>>>>

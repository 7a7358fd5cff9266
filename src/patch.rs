//! In-place rewriting of pinned version strings.
//!
//! Every SDK installer pins the release it downloads with a declaration such
//! as:
//!
//! ```text
//! TEST_SERVER_VERSION = "v0.2.8"
//! const TEST_SERVER_VERSION = 'v0.2.8';
//! private const string TEST_SERVER_VERSION = "v0.2.8"; // bumped by CI
//! ```
//!
//! A line is treated as a declaration when it matches
//! `prefix identifier ws [':' ws type ws] '=' ws quote literal quote suffix`,
//! where the identifier is a whole word, `type` is a dotted name such as
//! `string` or `System.String`, and the `=` is a plain assignment rather than
//! part of `==` or `=>`. Lines that only use the identifier, as a call
//! argument or on the right of an assignment, never match. Only the literal
//! between the quotes is replaced.

use camino::{Utf8Path, Utf8PathBuf};
use log::debug;
use std::fs;

/// Location of the quoted literal in a declaration line.
///
/// Offsets are byte positions within the line that was matched, excluding
/// the quote characters themselves.
#[derive(Debug, Clone, Copy, PartialEq, Eq)]
pub struct Declaration {
    start: usize,
    end: usize,
    quote: char,
}

impl Declaration {
    /// The quote character delimiting the literal.
    #[must_use]
    pub fn quote(&self) -> char {
        self.quote
    }

    /// Returns the literal's current contents within `line`.
    #[must_use]
    pub fn literal<'a>(&self, line: &'a str) -> &'a str {
        line.get(self.start..self.end).unwrap_or_default()
    }

    /// Returns `line` with the literal replaced by `value`.
    fn splice(&self, line: &str, value: &str) -> String {
        let (head, rest) = line.split_at(self.start);
        let (_, tail) = rest.split_at(self.end - self.start);
        let mut spliced = String::with_capacity(head.len() + value.len() + tail.len());
        spliced.push_str(head);
        spliced.push_str(value);
        spliced.push_str(tail);
        spliced
    }
}

/// Find the version declaration for `identifier` in a single line.
///
/// Returns `None` when the identifier does not appear as a whole word, or
/// when no occurrence is followed by an assignment of a quoted literal.
///
/// # Examples
///
/// ```
/// use sdk_checksum_sync::patch::find_declaration;
///
/// let line = r#"    TEST_SERVER_VERSION = "v0.0.9"  # pinned"#;
/// let declaration = find_declaration(line, "TEST_SERVER_VERSION").expect("declaration");
/// assert_eq!(declaration.literal(line), "v0.0.9");
///
/// assert!(find_declaration(r#"MAX_VERSION = "3""#, "VERSION").is_none());
/// ```
#[must_use]
pub fn find_declaration(line: &str, identifier: &str) -> Option<Declaration> {
    if identifier.is_empty() {
        return None;
    }

    line.match_indices(identifier)
        .filter(|(start, _)| is_whole_word(line, *start, identifier.len()))
        .find_map(|(start, _)| match_assignment(line, start + identifier.len()))
}

fn is_word_char(c: char) -> bool {
    c.is_ascii_alphanumeric() || c == '_'
}

fn is_whole_word(line: &str, start: usize, len: usize) -> bool {
    let before = line.get(..start).and_then(|head| head.chars().next_back());
    let after = line.get(start + len..).and_then(|tail| tail.chars().next());
    !before.is_some_and(is_word_char) && !after.is_some_and(is_word_char)
}

/// Match `ws [':' ws type ws] '=' ws quote literal quote` starting at
/// `offset`.
fn match_assignment(line: &str, offset: usize) -> Option<Declaration> {
    let rest = skip_type_annotation(line.get(offset..)?.trim_start())?;
    let after_operator = rest.strip_prefix('=')?;
    if after_operator.starts_with(['=', '>']) {
        return None;
    }

    let value = after_operator.trim_start();
    let quote = value.chars().next().filter(|c| matches!(c, '"' | '\''))?;
    let body = value.strip_prefix(quote)?;
    let close = body.find(quote)?;

    let start = line.len() - body.len();
    Some(Declaration {
        start,
        end: start + close,
        quote,
    })
}

/// Skip an optional `: Type` annotation and the whitespace after it.
///
/// Returns `None` when a `:` is not followed by a type name.
fn skip_type_annotation(rest: &str) -> Option<&str> {
    let Some(annotated) = rest.strip_prefix(':') else {
        return Some(rest);
    };
    let type_name = annotated.trim_start();
    let type_len = type_name
        .find(|c: char| !(is_word_char(c) || c == '.'))
        .unwrap_or(type_name.len());
    if type_len == 0 {
        return None;
    }
    type_name.get(type_len..).map(str::trim_start)
}

/// Text produced by [`patch_content`].
#[derive(Debug, Clone, PartialEq, Eq)]
pub struct PatchedContent {
    /// The rewritten text.
    pub text: String,
    /// Number of declaration lines rewritten.
    pub replacements: usize,
}

/// Rewrite every declaration of `identifier` in `content` to `new_version`.
///
/// Lines without a declaration, and everything around the literal on lines
/// with one, are copied unchanged, including `\r\n` line endings.
///
/// # Examples
///
/// ```
/// use sdk_checksum_sync::patch::patch_content;
///
/// let source = "const TEST_SERVER_VERSION = 'v0.0.9'; // pinned\n";
/// let patched = patch_content(source, "TEST_SERVER_VERSION", "v0.1.0");
/// assert_eq!(patched.text, "const TEST_SERVER_VERSION = 'v0.1.0'; // pinned\n");
/// assert_eq!(patched.replacements, 1);
/// ```
#[must_use]
pub fn patch_content(content: &str, identifier: &str, new_version: &str) -> PatchedContent {
    let mut text = String::with_capacity(content.len());
    let mut replacements = 0;

    for line in content.split_inclusive('\n') {
        let content_len = line.trim_end_matches(['\n', '\r']).len();
        let (body, ending) = line.split_at(content_len);

        match find_declaration(body, identifier) {
            Some(declaration) => {
                debug!(
                    "rewriting {identifier} from {} to {new_version}",
                    declaration.literal(body)
                );
                text.push_str(&declaration.splice(body, new_version));
                replacements += 1;
            }
            None => text.push_str(body),
        }
        text.push_str(ending);
    }

    PatchedContent { text, replacements }
}

/// Result of patching one file.
#[derive(Debug, Clone, Copy, PartialEq, Eq)]
pub enum PatchOutcome {
    /// At least one declaration was rewritten and the file was saved.
    Patched {
        /// Number of declaration lines rewritten.
        replacements: usize,
    },
    /// The file declares no such identifier; it was left untouched.
    SkippedIdentifierNotFound,
}

/// Errors arising while patching a file.
#[derive(Debug, thiserror::Error)]
pub enum PatchError {
    /// The file could not be read as UTF-8 text.
    #[error("failed to read {path}: {source}")]
    Read {
        /// File path.
        path: Utf8PathBuf,
        /// Underlying I/O error.
        #[source]
        source: std::io::Error,
    },

    /// The rewritten content could not be saved.
    #[error("failed to write {path}: {source}")]
    Write {
        /// File path.
        path: Utf8PathBuf,
        /// Underlying I/O error.
        #[source]
        source: std::io::Error,
    },
}

/// Set the version declared by `identifier` in the file at `path`.
///
/// The file is rewritten in place so its permissions are kept, and a
/// read-only file fails rather than being replaced.
///
/// # Errors
///
/// Returns [`PatchError`] when the file cannot be read or written. A file
/// without the identifier is not an error; it yields
/// [`PatchOutcome::SkippedIdentifierNotFound`].
pub fn patch_version(
    path: &Utf8Path,
    new_version: &str,
    identifier: &str,
) -> Result<PatchOutcome, PatchError> {
    let content = fs::read_to_string(path).map_err(|source| PatchError::Read {
        path: path.to_owned(),
        source,
    })?;

    let patched = patch_content(&content, identifier, new_version);
    if patched.replacements == 0 {
        debug!("{identifier} not declared in {path}");
        return Ok(PatchOutcome::SkippedIdentifierNotFound);
    }

    fs::write(path, patched.text).map_err(|source| PatchError::Write {
        path: path.to_owned(),
        source,
    })?;

    Ok(PatchOutcome::Patched {
        replacements: patched.replacements,
    })
}

#[cfg(test)]
#[path = "patch_tests.rs"]
mod tests;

<<<<

§ What to produce: Copy each line of the data that contains the word "close", leaving the other lines out.

§ Solution below:
    let close = body.find(quote)?;
        end: start + close,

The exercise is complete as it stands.